A la fois précis dans une description documentée de ce syndrome rare qui empêche une socialisation normale pour les enfants touchés, La permission de minuit est avant tout l’histoire d’une relation fusionnelle de père et de copain entre David et Romain et une chronique adolescente. Les premières expériences avec les filles, le premier baiser, les groupes de potes. Le héros du film est intéressant car pas immédiatement attachant, pas si mignon, adolescent boutonneux parmi d’autres, avec cependant un lourd passif derrière lui. Son comportement est immature, parfois égoïste quand il ressent le départ de son médecin attitré comme un deuxième abandon. Ce médecin, c’est Vincent Lindon qui retrouve un rôle rappelant son personnage de Welcome qui lui colle parfaitement. Un hypersensible, qui s’attache à son patient et crée des liens quasi fusionnels en oubliant la distance nécessaire à son travail.
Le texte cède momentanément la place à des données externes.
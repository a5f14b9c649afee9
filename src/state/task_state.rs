/// Task state definitions for tracking harvest progress
///
/// Every position in the URL list starts as `Pending`. A task either gets
/// skipped because its sequence identifier is already in the ledger, or moves
/// through `Fetching` to one of the terminal outcomes.
use std::fmt;

/// Represents the current state of a fetch task within a run
#[derive(Debug, Clone, Copy, PartialEq, Eq, Hash)]
pub enum TaskState {
    // ===== Active States =====
    /// Task has not been looked at yet
    Pending,

    /// Task is currently being fetched
    Fetching,

    // ===== Terminal States =====
    /// Sequence identifier was already in the ledger, nothing to do
    Skipped,

    /// Page was fetched, stored, and recorded in the ledger
    Succeeded,

    /// Fetch or storage failed; the task stays unrecorded for a later run
    Failed,
}

impl TaskState {
    /// Returns true if this is a terminal state (no further processing needed)
    pub fn is_terminal(&self) -> bool {
        !matches!(self, Self::Pending | Self::Fetching)
    }

    /// Returns true if this represents a successful completion
    pub fn is_success(&self) -> bool {
        matches!(self, Self::Succeeded)
    }

    /// Returns true if this represents a failure outcome
    pub fn is_error(&self) -> bool {
        matches!(self, Self::Failed)
    }

    /// String form used in log output
    pub fn as_str(&self) -> &'static str {
        match self {
            Self::Pending => "pending",
            Self::Fetching => "fetching",
            Self::Skipped => "skipped",
            Self::Succeeded => "succeeded",
            Self::Failed => "failed",
        }
    }
}

impl fmt::Display for TaskState {
    fn fmt(&self, f: &mut fmt::Formatter<'_>) -> fmt::Result {
        write!(f, "{}", self.as_str())
    }
}
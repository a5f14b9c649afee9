//! Harvest module for resumable page fetching
//!
//! This module contains the core harvest logic, including:
//! - HTTP fetching with outcome classification
//! - Reconciling the URL list against recorded progress
//! - Store-then-ledger commit ordering per task

mod coordinator;
mod fetcher;

pub use coordinator::{Harvester, TaskError};
pub use fetcher::{build_http_client, fetch_page, FetchError, FetchedPage};

use crate::config::Config;
use crate::output::{RunStats, TracingReporter};
use crate::HarvestError;

/// Runs a complete harvest operation
///
/// This is the main entry point for a harvest. It will:
/// 1. Open the page store and progress ledger
/// 2. Load the URL list and the completed-identifier set
/// 3. Fetch every not-yet-completed URL in list order
/// 4. Return the final run statistics
///
/// Task events are logged through the default tracing reporter; use
/// [`Harvester::new`] directly to inject a different one.
///
/// # Arguments
///
/// * `config` - The harvester configuration
///
/// # Returns
///
/// * `Ok(RunStats)` - Harvest completed (possibly with failed tasks)
/// * `Err(HarvestError)` - Harvest could not start
pub async fn harvest(config: Config) -> Result<RunStats, HarvestError> {
    let mut harvester = Harvester::new(config, TracingReporter)?;
    harvester.run().await
}
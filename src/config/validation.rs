use crate::config::types::{Config, FetcherConfig, OutputConfig, SourcesConfig};
use crate::ConfigError;

/// Validates the entire configuration
pub fn validate(config: &Config) -> Result<(), ConfigError> {
    validate_fetcher_config(&config.fetcher)?;
    validate_sources_config(&config.sources)?;
    validate_output_config(&config.output)?;
    Ok(())
}

/// Validates fetcher configuration
fn validate_fetcher_config(config: &FetcherConfig) -> Result<(), ConfigError> {
    if config.request_timeout_secs < 1 || config.request_timeout_secs > 300 {
        return Err(ConfigError::Validation(format!(
            "request_timeout_secs must be between 1 and 300, got {}",
            config.request_timeout_secs
        )));
    }

    // Zero delay is valid; anything above a minute is almost certainly a
    // unit mix-up.
    if config.request_delay_ms > 60_000 {
        return Err(ConfigError::Validation(format!(
            "request_delay_ms must be <= 60000, got {}",
            config.request_delay_ms
        )));
    }

    if config.user_agent.trim().is_empty() {
        return Err(ConfigError::Validation(
            "user_agent cannot be empty".to_string(),
        ));
    }

    Ok(())
}

/// Validates sources configuration
fn validate_sources_config(config: &SourcesConfig) -> Result<(), ConfigError> {
    if config.url_list_path.is_empty() {
        return Err(ConfigError::Validation(
            "url_list_path cannot be empty".to_string(),
        ));
    }

    Ok(())
}

/// Validates output configuration
fn validate_output_config(config: &OutputConfig) -> Result<(), ConfigError> {
    if config.pages_dir.is_empty() {
        return Err(ConfigError::Validation(
            "pages_dir cannot be empty".to_string(),
        ));
    }

    if config.ledger_path.is_empty() {
        return Err(ConfigError::Validation(
            "ledger_path cannot be empty".to_string(),
        ));
    }

    if config.ledger_path == config.pages_dir {
        return Err(ConfigError::Validation(format!(
            "ledger_path and pages_dir must differ, both are '{}'",
            config.ledger_path
        )));
    }

    Ok(())
}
Le film se situe à la croisée des chemins pour les deux. Le noeud d’une histoire où le médecin doit partir et accepter que son protégé lui échappe.

La permission de minuit est un film dur car la maladie décrite provoque un sentiment profond d’injustice. Sous une épée de Damocles et une espérance de vie très courte, les enfants doivent vivre leur vie dans un univers médicalisé et se balader avec une combinaison spatiale sur leur tête. Avec quelques bonnes idées, la réalisatrice arrive pourtant à dédramatiser le propos. Le personnage de la mère, très frais, n’est jamais emmené vers un quelconque misérabilisme. Un second rôle d’apparence anodin permet d’apporter au film une décontraction nécessaire. Emmanuelle Devos incarne cette jeune médecin qui va remplacer le personnage de Vincent Lindon… Et qui le prend pour un vieux con, autoritaire et grincheux, incapable de passer la main. Son point de vue autorise une autre perspective sur une figure du médecin qui aurait pu devenir héroisante. Très drôles, leurs rencontres sont des moments cruciaux pour appréhender le passage de relais inévitable. La permission de minuit est donc un film prenant, aussi bien sur la lutte de cet enfant de la lune pour vivre des moments de vie normale que sur sa relation avec son médecin. Un sujet peut être classique mais filmé avec talent et proposant une belle émotion.

Gilles Hérail

(Dans un style assez proche, n’oubliez pas la sortie de la petite chambre avec Michel Bouquet (la critique), le 9 mars prochain).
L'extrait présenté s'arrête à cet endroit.